I've heard and read that there are eyes in Bear Lake? Is this correct? I pass it often but have never stopped.


----------



## shametamer (Jul 22, 2001)

yeppers Mr. Waterfoul...year to year it changes as far as production....and certainly not the monsters like your bud SFW got this year, but great for eating.


----------



## BOEDY (Dec 2, 2005)

I know an oldtimer that used troll a night crawler pumped full of cod liver oil and smoke the eyes and smallies in that lake (years ago).


----------



## huxIIIhammer (Feb 28, 2005)

I called Frericks around 9 am and they said thye would call me back so far havent heard back? May call them again tomorrow thanks fellas


----------



## huxIIIhammer (Feb 28, 2005)

I booked Fredricks first week of June, will report when I get home!


----------



## Whit1 (Apr 27, 2001)

Now you're talking about a lake that is in "the neighborhood".

Bear Lake does have 'eyes, large and smallmouth bass, northern pike, and slab bluegills IF you can find them.
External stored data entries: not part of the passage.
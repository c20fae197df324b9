//! Syntax highlighting for rendered code blocks with syntect.

use anyhow::{Context, Result};
use syntect::highlighting::{Theme, ThemeSet};
use syntect::html::{ClassStyle, ClassedHTMLGenerator, css_for_theme_with_class_style};
use syntect::parsing::SyntaxSet;
use syntect::util::LinesWithEndings;

use crate::util::unescape_html;

/// Theme used when none is requested.
pub const DEFAULT_THEME: &str = "InspiredGitHub";

/// CSS classes are emitted as `hl-<scope>` so they do not clash with the
/// note stylesheet.
const CLASS_STYLE: ClassStyle = ClassStyle::SpacedPrefixed { prefix: "hl-" };

/// Opening tag the renderer emits for fences carrying a language tag.
const CODE_BLOCK_OPEN: &str = "<code class=\"code-block language-";

/// Highlights fenced code blocks in rendered note HTML.
///
/// Works on renderer output rather than markdown: finds code elements with a
/// `language-*` class, decodes their escaped body and replaces it with
/// syntect markup using CSS class names.
pub struct Highlighter {
    syntax_set: SyntaxSet,
    theme: Theme,
}

impl Highlighter {
    /// Creates highlighter with the default theme.
    pub fn new() -> Self {
        let theme = ThemeSet::load_defaults()
            .themes
            .remove(DEFAULT_THEME)
            .unwrap_or_default();

        Self {
            syntax_set: SyntaxSet::load_defaults_newlines(),
            theme,
        }
    }

    /// Creates highlighter with a named syntect theme.
    ///
    /// # Arguments
    ///
    /// * `name`: Theme name (see [`Highlighter::theme_names`])
    ///
    /// # Errors
    ///
    /// Returns error if no bundled theme has that name
    pub fn with_theme(name: &str) -> Result<Self> {
        let mut themes = ThemeSet::load_defaults().themes;
        let available = themes.keys().cloned().collect::<Vec<_>>().join(", ");
        let theme = themes
            .remove(name)
            .with_context(|| format!("Unknown theme '{}' (available: {})", name, available))?;

        Ok(Self {
            syntax_set: SyntaxSet::load_defaults_newlines(),
            theme,
        })
    }

    /// Names of the bundled themes, sorted.
    pub fn theme_names() -> Vec<String> {
        ThemeSet::load_defaults().themes.into_keys().collect()
    }

    /// Post-processes HTML to apply syntax highlighting with CSS classes.
    ///
    /// Code blocks without a language, or with a language syntect does not
    /// know, keep their escaped plain text body.
    ///
    /// # Arguments
    ///
    /// * `html`: Rendered HTML with `<code class="code-block language-X">` blocks
    ///
    /// # Returns
    ///
    /// HTML with highlighted code blocks
    ///
    /// # Errors
    ///
    /// Returns error if syntect fails on a line
    pub fn highlight_code_blocks(&self, html: &str) -> Result<String> {
        let mut result = String::with_capacity(html.len());
        let mut last_end = 0;
        let mut search_pos = 0;

        while let Some(found) = html[search_pos..].find(CODE_BLOCK_OPEN) {
            let code_start = search_pos + found;
            let lang_start = code_start + CODE_BLOCK_OPEN.len();

            let Some(lang_len) = html[lang_start..].find('"') else {
                break;
            };
            let lang_end = lang_start + lang_len;
            let language = &html[lang_start..lang_end];

            let Some(tag_len) = html[lang_end..].find('>') else {
                break;
            };
            let content_start = lang_end + tag_len + 1;

            let Some(content_len) = html[content_start..].find("</code>") else {
                break;
            };
            let content_end = content_start + content_len;

            let code = unescape_html(&html[content_start..content_end]);
            let highlighted = self
                .highlight_code(&code, &unescape_html(language))
                .with_context(|| format!("Failed to highlight {} code block", language))?;

            if let Some(highlighted) = highlighted {
                result.push_str(&html[last_end..content_start]);
                result.push_str(&highlighted);
                last_end = content_end;
            }

            search_pos = content_end + "</code>".len();
        }

        result.push_str(&html[last_end..]);
        Ok(result)
    }

    /// Highlights code with syntect using CSS classes.
    ///
    /// # Arguments
    ///
    /// * `code`: Source code to highlight, unescaped
    /// * `language`: Language token or file extension (rust, py, bash)
    ///
    /// # Returns
    ///
    /// Highlighted HTML, or `None` when the language is unknown
    ///
    /// # Errors
    ///
    /// Returns error if syntax highlighting fails
    pub fn highlight_code(&self, code: &str, language: &str) -> Result<Option<String>> {
        let syntax = self
            .syntax_set
            .find_syntax_by_token(language)
            .or_else(|| self.syntax_set.find_syntax_by_extension(language));

        let Some(syntax) = syntax else {
            return Ok(None);
        };

        if code.is_empty() {
            return Ok(Some(String::new()));
        }

        let mut generator =
            ClassedHTMLGenerator::new_with_class_style(syntax, &self.syntax_set, CLASS_STYLE);

        for line in LinesWithEndings::from(code) {
            generator
                .parse_html_for_line_which_includes_newline(line)
                .context("Failed to parse line for syntax highlighting")?;
        }

        Ok(Some(generator.finalize()))
    }

    /// Generates the stylesheet matching the emitted class names.
    ///
    /// # Errors
    ///
    /// Returns error if the theme cannot be converted to CSS
    pub fn stylesheet(&self) -> Result<String> {
        css_for_theme_with_class_style(&self.theme, CLASS_STYLE)
            .context("Failed to generate highlighting stylesheet")
    }
}

impl Default for Highlighter {
    fn default() -> Self {
        Self::new()
    }
}

#[cfg(test)]
mod tests {
    use super::*;

    #[test]
    fn test_highlight_rust_block() {
        // Arrange
        let highlighter = Highlighter::new();
        let html = "<pre class=\"line-numbers\"><code class=\"code-block language-rust\">fn main() {}\n</code></pre>";

        // Act
        let result = highlighter
            .highlight_code_blocks(html)
            .expect("Should highlight");

        // Assert
        assert!(
            result.contains("<code class=\"code-block language-rust\"><span class=\"hl-"),
            "Should contain highlighting spans: {}",
            result
        );
        assert!(result.ends_with("</code></pre>"));
        assert!(result.contains("main"));
    }

    #[test]
    fn test_highlight_decodes_entities_once() {
        // Arrange
        let highlighter = Highlighter::new();
        let html = "<code class=\"code-block language-bash\">echo &quot;a &lt; b&quot;\n</code>";

        // Act
        let result = highlighter
            .highlight_code_blocks(html)
            .expect("Should highlight");

        // Assert
        assert!(!result.contains("&amp;lt;"), "Should not double escape: {}", result);
        assert!(result.contains("&lt;"), "Should re-escape: {}", result);
    }

    #[test]
    fn test_unknown_language_keeps_body() {
        // Arrange
        let highlighter = Highlighter::new();
        let html = "<code class=\"code-block language-unknownlang\">x &lt; y\n</code>";

        // Act
        let result = highlighter
            .highlight_code_blocks(html)
            .expect("Should not fail");

        // Assert
        assert_eq!(result, html);
    }

    #[test]
    fn test_block_without_language_untouched() {
        // Arrange
        let highlighter = Highlighter::new();
        let html = "<pre class=\"line-numbers\"><code class=\"code-block\">plain\n</code></pre>";

        // Act
        let result = highlighter
            .highlight_code_blocks(html)
            .expect("Should not fail");

        // Assert
        assert_eq!(result, html);
    }

    #[test]
    fn test_inline_code_untouched() {
        let highlighter = Highlighter::new();
        let html = "<p><code class=\"inline-code\">ls -la</code></p>";
        assert_eq!(highlighter.highlight_code_blocks(html).expect("ok"), html);
    }

    #[test]
    fn test_multiple_blocks() {
        // Arrange
        let highlighter = Highlighter::new();
        let html = "<code class=\"code-block language-rust\">fn foo() {}\n</code>\n\
                    <p>between</p>\n\
                    <code class=\"code-block language-python\">def bar():\n    pass\n</code>";

        // Act
        let result = highlighter
            .highlight_code_blocks(html)
            .expect("Should highlight");

        // Assert
        assert!(result.matches("<span class=\"hl-").count() >= 2, "Got: {}", result);
        assert!(result.contains("<p>between</p>"));
        assert!(result.contains("foo") && result.contains("bar"));
    }

    #[test]
    fn test_empty_code_block() {
        let highlighter = Highlighter::new();
        let html = "<code class=\"code-block language-rust\"></code>";
        assert_eq!(highlighter.highlight_code_blocks(html).expect("ok"), html);
    }

    #[test]
    fn test_unterminated_code_tag() {
        let highlighter = Highlighter::new();
        let html = "<code class=\"code-block language-rust\">fn main()";
        assert_eq!(highlighter.highlight_code_blocks(html).expect("ok"), html);
    }

    #[test]
    fn test_with_theme_unknown() {
        // Act
        let result = Highlighter::with_theme("No Such Theme");

        // Assert
        assert!(result.is_err());
        let msg = format!("{:#}", result.err().expect("error"));
        assert!(msg.contains("Unknown theme"), "Got: {}", msg);
    }

    #[test]
    fn test_theme_names_include_default() {
        assert!(Highlighter::theme_names().contains(&DEFAULT_THEME.to_string()));
    }

    #[test]
    fn test_stylesheet_uses_prefix() {
        // Arrange
        let highlighter = Highlighter::with_theme("base16-ocean.dark").expect("Bundled theme");

        // Act
        let css = highlighter.stylesheet().expect("Should generate CSS");

        // Assert
        assert!(css.contains(".hl-"), "Got: {}", css);
    }
}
I'd urge you to get a map of the lake and find the underwater humps called the Middle Grounds. You'll find three or four of them all located in the southern 1/3 of the lake. There are 2-3 of them.

The walleye fishing is a night time activity and in June that will mean well after 10PM.

The lake is 30' deep at it's deepest and structure is provided mainly by weed beds rather than steep drops.

If you are staying at Frederic's, which is on the east shore, you'll be near the Saddle-Up which is a great convenience store. Be sure to stop in there.


----------



## huxIIIhammer (Feb 28, 2005)

Whit I printed the "map of the week" after searching previous posts. The wife really wants some gills this year! I can't wait it looks like a great lake


----------



## Whit1 (Apr 27, 2001)

Where is that "Map of the Week" site???


----------



## huxIIIhammer (Feb 28, 2005)

I typed in "bear" and searched this forum and it came up. It says lake of the week bear lake. I printed that off to use as a reference. Will the gills be on the beds first week of June typically?


----------



## Whit1 (Apr 27, 2001)

huxIIIhammer said:


> I typed in "bear" and searched this forum and it came up. It says lake of the week bear lake. I printed that off to use as a reference. Will the gills be on the beds first week of June typically?


Find the middle grounds......there should be three of them. They offer good fishing for all species.

Look along the north shore, north of the westernmost middle grounds and find an underwater point that just out. There is no point of the shore so you have to look for it in the bottom contour lines. If you take that north shore and divide it into thirds from each bay (which by the way are the "ears" of the bear with the south shore being the lower jaws of the rounded face) the underwater point will come from shallow water east of Big Bay (westernmost bay) I hope this makes sense.

This underwater point can offer some fine fishing as well.

Bear Lake is fairly shallow and warms quickly. The 'gills will more than likely be off their beds by June. Drift fish for them along weedlines out near those middle grounds.

Obviouly a depth finder is an invaluable tool.

Be sure to also fish around the point that forms Little Bay (NE corner of the lake and not far from Frederic's. It holds dandy largemouths on the inside and smallies on the outside. The mouth of this bay can also be decent fishing for panfish. There is timber laying on the bottom and it attracts fish especially early in the morning.


----------



## fishinmachine2 (May 7, 2004)

The owner of the cabins, (Joe) He can tell you where to get those gills!!

Scott


----------



## huxIIIhammer (Feb 28, 2005)

Whit, thanks for all the information I am taking notes and will reference them on my trip!


----------